It’s still the Nevilles- more sons of Joan Beaufort

Palace Green Durham

Joan Beaufort and Ralph Neville had ten sons. However, Henry, John, Thomas and Cuthbert died young. Which leaves us with the Earl of Salisbury, Robert Neville who became Bishop of Durham and three more. The count down begins! Robert, the earl’s fifth son, was born in 1404.

In 1413 when he was nine years old he became the prebend of Eldon in the collegiate church of St. Andrew, Auckland and made a collection of them through his teenage years demonstrating that he was always destined for the church.  He was sent to Oxford to study and afterwards returned to Yorkshire as the provost of Beverley.

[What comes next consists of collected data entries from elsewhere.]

use crate::Result;
use super::Embedder;
use fastembed::{TextEmbedding, InitOptions, EmbeddingModel};

/// Engine for generating text embeddings using a local transformer model
pub struct EmbeddingEngine {
    model: TextEmbedding,
}

impl EmbeddingEngine {
    /// Create a new embedding engine with the default model (all-MiniLM-L6-v2)
    pub fn new() -> Result<Self> {
        let mut options = InitOptions::default();
        options.model_name = EmbeddingModel::AllMiniLML6V2;
        options.show_download_progress = true;

        let model = TextEmbedding::try_new(options)
            .map_err(|e| crate::Error::Embedding(format!("Failed to load embedding model: {}", e)))?;

        tracing::info!("Loaded embedding model all-MiniLM-L6-v2");
        Ok(Self { model })
    }

    /// Generate a single embedding for a question
    pub fn embed_query(&self, query: &str) -> Result<Vec<f32>> {
        let mut embeddings = self.model.embed(vec![query.to_string()], None)
            .map_err(|e| crate::Error::Embedding(format!("Query embedding failed: {}", e)))?;

        if embeddings.is_empty() {
            return Err(crate::Error::Embedding("model returned no embedding".to_string()));
        }
        Ok(embeddings.remove(0))
    }
}

impl Embedder for EmbeddingEngine {
    fn embed(&self, text: &str) -> Result<Vec<f32>> {
        self.embed_query(text)
    }
}
#![allow(dead_code)]

use std::collections::HashMap;
use std::sync::atomic::{AtomicUsize, Ordering};
use std::sync::{Arc, Mutex};

use qabot::escalation::{SheetConnector, SheetError, SheetResult, Worksheet};
use qabot::{Embedder, QaCorpus, QaEntry, QueryResult, SimilarityIndex};

/// Embeds known questions to fixed vectors, anything else to `fallback`
pub struct CountingEmbedder {
    known: HashMap<String, Vec<f32>>,
    fallback: Vec<f32>,
    pub calls: AtomicUsize,
}

impl CountingEmbedder {
    pub fn new(fallback: Vec<f32>) -> Self {
        Self { known: HashMap::new(), fallback, calls: AtomicUsize::new(0) }
    }

    pub fn with(mut self, question: &str, vector: Vec<f32>) -> Self {
        self.known.insert(question.to_string(), vector);
        self
    }

    pub fn calls(&self) -> usize {
        self.calls.load(Ordering::SeqCst)
    }
}

impl Embedder for CountingEmbedder {
    fn embed(&self, text: &str) -> qabot::Result<Vec<f32>> {
        self.calls.fetch_add(1, Ordering::SeqCst);
        Ok(self.known.get(text).cloned().unwrap_or_else(|| self.fallback.clone()))
    }
}

/// Always returns the same nearest neighbour
pub struct FixedIndex {
    result: QueryResult,
    size: usize,
    pub calls: AtomicUsize,
}

impl FixedIndex {
    pub fn new(matched_id: usize, distance: f32, size: usize) -> Self {
        Self { result: QueryResult::new(matched_id, distance), size, calls: AtomicUsize::new(0) }
    }

    pub fn calls(&self) -> usize {
        self.calls.load(Ordering::SeqCst)
    }
}

impl SimilarityIndex for FixedIndex {
    fn nearest(&self, _vector: &[f32]) -> qabot::Result<QueryResult> {
        self.calls.fetch_add(1, Ordering::SeqCst);
        Ok(self.result)
    }

    fn len(&self) -> usize {
        self.size
    }
}

/// Index that always fails, like a corrupted index file
pub struct BrokenIndex;

impl SimilarityIndex for BrokenIndex {
    fn nearest(&self, _vector: &[f32]) -> qabot::Result<QueryResult> {
        Err(qabot::Error::Index("corrupted".to_string()))
    }

    fn len(&self) -> usize {
        0
    }
}

#[derive(Default)]
pub struct SheetState {
    pub rows: Vec<Vec<String>>,
    pub reads: usize,
    pub writes: Vec<Vec<String>>,
}

/// In-memory worksheet recording every write
#[derive(Clone, Default)]
pub struct RecordingSheet(pub Arc<Mutex<SheetState>>);

impl RecordingSheet {
    pub fn with_header() -> Self {
        let sheet = Self::default();
        sheet.0.lock().unwrap().rows.push(vec!["question".into(), "distance".into()]);
        sheet
    }

    pub fn reads(&self) -> usize {
        self.0.lock().unwrap().reads
    }

    pub fn writes(&self) -> Vec<Vec<String>> {
        self.0.lock().unwrap().writes.clone()
    }
}

impl Worksheet for RecordingSheet {
    fn all_values(&self) -> SheetResult<Vec<Vec<String>>> {
        let mut state = self.0.lock().unwrap();
        state.reads += 1;
        Ok(state.rows.clone())
    }

    fn update_cell(&self, row: usize, col: usize, value: &str) -> SheetResult<()> {
        let mut state = self.0.lock().unwrap();
        let cells = &mut state.rows[row - 1];
        cells.resize(cells.len().max(col), String::new());
        cells[col - 1] = value.to_string();
        state.writes.push(vec![row.to_string(), col.to_string(), value.to_string()]);
        Ok(())
    }

    fn append_row(&self, values: &[String]) -> SheetResult<()> {
        let mut state = self.0.lock().unwrap();
        state.rows.push(values.to_vec());
        state.writes.push(values.to_vec());
        Ok(())
    }
}

pub struct StaticConnector {
    pub sheet: Option<RecordingSheet>,
    pub connects: Arc<AtomicUsize>,
}

impl StaticConnector {
    pub fn new(sheet: Option<RecordingSheet>) -> Self {
        Self { sheet, connects: Arc::new(AtomicUsize::new(0)) }
    }
}

impl SheetConnector for StaticConnector {
    fn connect(&self) -> SheetResult<Box<dyn Worksheet>> {
        self.connects.fetch_add(1, Ordering::SeqCst);
        match &self.sheet {
            Some(sheet) => Ok(Box::new(sheet.clone())),
            None => Err(SheetError::Credentials("credentials.json not found".to_string())),
        }
    }

    fn target(&self) -> String {
        "static".to_string()
    }
}

/// Five entries; ids 0..=4
pub fn sample_corpus() -> QaCorpus {
    (0..5)
        .map(|i| QaEntry::new(format!("question {}", i), format!("answer {}", i)))
        .collect()
}
//! Question/answer corpus
//!
//! The corpus is the ordered list of known Q/A pairs. An entry's position is
//! its identifier, shared with the similarity index built over the same data.

use serde::{Deserialize, Serialize};

/// A single known question and its curated answer
#[derive(Debug, Clone, PartialEq, Eq, Serialize, Deserialize)]
pub struct QaEntry {
    pub question: String,
    pub answer: String,
}

impl QaEntry {
    pub fn new(question: impl Into<String>, answer: impl Into<String>) -> Self {
        Self {
            question: question.into(),
            answer: answer.into(),
        }
    }
}

/// Immutable, position-indexed collection of Q/A pairs
#[derive(Debug, Clone, Default)]
pub struct QaCorpus {
    entries: Vec<QaEntry>,
}

impl QaCorpus {
    pub fn new(entries: Vec<QaEntry>) -> Self {
        Self { entries }
    }

    /// Get the entry at `id`, if it exists
    pub fn get(&self, id: usize) -> Option<&QaEntry> {
        self.entries.get(id)
    }

    /// Answer text for `id`
    ///
    /// Ids come from the similarity index, which shares this corpus's id
    /// space; an out-of-range id is a startup invariant violation.
    pub fn answer(&self, id: usize) -> &str {
        &self.entries[id].answer
    }

    pub fn len(&self) -> usize {
        self.entries.len()
    }

    pub fn is_empty(&self) -> bool {
        self.entries.is_empty()
    }
}

impl FromIterator<QaEntry> for QaCorpus {
    fn from_iter<I: IntoIterator<Item = QaEntry>>(iter: I) -> Self {
        Self::new(iter.into_iter().collect())
    }
}
//! Error conversions - From implementations for common error types
//!
//! Provides automatic conversion from library errors to [`AppError`], and the
//! JSON rendering of [`AppError`] when the `axum` feature is enabled.

use super::app_error::AppError;
#[cfg(test)]
use super::kind::ErrorKind;

impl From<serde_json::Error> for AppError {
    fn from(err: serde_json::Error) -> Self {
        if err.is_syntax() || err.is_data() || err.is_eof() {
            AppError::bad_request("Malformed JSON body").with_source(err)
        } else {
            AppError::internal("JSON serialization error").with_source(err)
        }
    }
}

#[cfg(feature = "sqlx")]
impl From<sqlx::Error> for AppError {
    fn from(err: sqlx::Error) -> Self {
        match &err {
            sqlx::Error::RowNotFound => AppError::not_found("Record not found").with_source(err),
            sqlx::Error::PoolTimedOut => {
                AppError::service_unavailable("Database connection pool exhausted").with_source(err)
            }
            sqlx::Error::Database(db_err) => {
                // https://www.postgresql.org/docs/current/errcodes-appendix.html
                let app_err = match db_err.code().as_deref() {
                    Some("23505") => AppError::conflict("A record with this id already exists"),
                    Some("23502") => AppError::bad_request("Required field is missing"),
                    Some("23514") => AppError::bad_request("Value is out of range"),
                    Some("23000" | "23001" | "23503") => {
                        AppError::conflict("Integrity constraint violation")
                    }
                    Some("42501") => AppError::forbidden("Insufficient privilege"),
                    Some("53000" | "53100" | "53200" | "53300") => {
                        AppError::service_unavailable("Database resource exhausted")
                    }
                    Some("57000" | "57014" | "57P01" | "57P02" | "57P03") => {
                        AppError::service_unavailable("Database unavailable")
                    }
                    _ => AppError::internal("Database error"),
                };
                app_err.with_source(err)
            }
            sqlx::Error::Io(_) => {
                AppError::service_unavailable("Database connection error").with_source(err)
            }
            _ => AppError::internal("Database error").with_source(err),
        }
    }
}

/// Renders `{"error", "status", "title", "action"}`; `error` carries the
/// user-facing message the household UI displays.
#[cfg(feature = "axum")]
impl axum::response::IntoResponse for AppError {
    fn into_response(self) -> axum::response::Response {
        use axum::Json;
        use axum::http::StatusCode;

        let status =
            StatusCode::from_u16(self.status_code()).unwrap_or(StatusCode::INTERNAL_SERVER_ERROR);

        let body = serde_json::json!({
            "error": self.message(),
            "status": self.status_code(),
            "title": self.kind().as_str(),
            "action": self.action(),
        });

        (status, Json(body)).into_response()
    }
}

#[cfg(test)]
mod tests {
    use super::*;

    #[test]
    fn test_json_error_conversion() {
        let json_err = serde_json::from_str::<serde_json::Value>("{not json").unwrap_err();
        let app_err: AppError = json_err.into();
        assert_eq!(app_err.kind(), ErrorKind::BadRequest);
        assert_eq!(app_err.message(), "Malformed JSON body");
    }

    #[cfg(feature = "sqlx")]
    #[test]
    fn test_sqlx_row_not_found_is_404() {
        let app_err: AppError = sqlx::Error::RowNotFound.into();
        assert_eq!(app_err.status_code(), 404);
    }

    #[cfg(feature = "sqlx")]
    #[test]
    fn test_sqlx_pool_timeout_is_503() {
        let app_err: AppError = sqlx::Error::PoolTimedOut.into();
        assert_eq!(app_err.status_code(), 503);
    }

    #[cfg(feature = "axum")]
    #[test]
    fn test_into_response_uses_status() {
        use axum::response::IntoResponse;

        let response = AppError::not_found("Prize not found").into_response();
        assert_eq!(response.status().as_u16(), 404);
    }
}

When he was twenty-three he became the Bishop of Salisbury but then in 1437 the bishopric of Durham fell vacant so the following year Robert transferred north – presumably on the grounds that it would be much more helpful to his family if he was there rather than Salisbury. And let’s face it his uncle was Cardinal Beaufort and he could pull the necessary strings. Nepotism ruled ok in the fifteenth century! By placing the palatinate in friendly hands it meant that land deals, awkward tenancy agreements and disputes could be smoothed over. And to expedite matters even further one of the first things Robert did was to make his big brother Richard the Earl of Salisbury the ‘guardian of the temporalities.’

Aside from some building work which bears the Neville coat of arms and entertaining the English and Scottish commissioners who arrived in Durham in 1449 and in Newcastle in 1457 to ensure that the Anglo-Scottish truce held despite various border raids Robert seems to have not had a great impact on his diocese.

The bishop died on the 9 July 1457 and was buried in Durham Cathedral.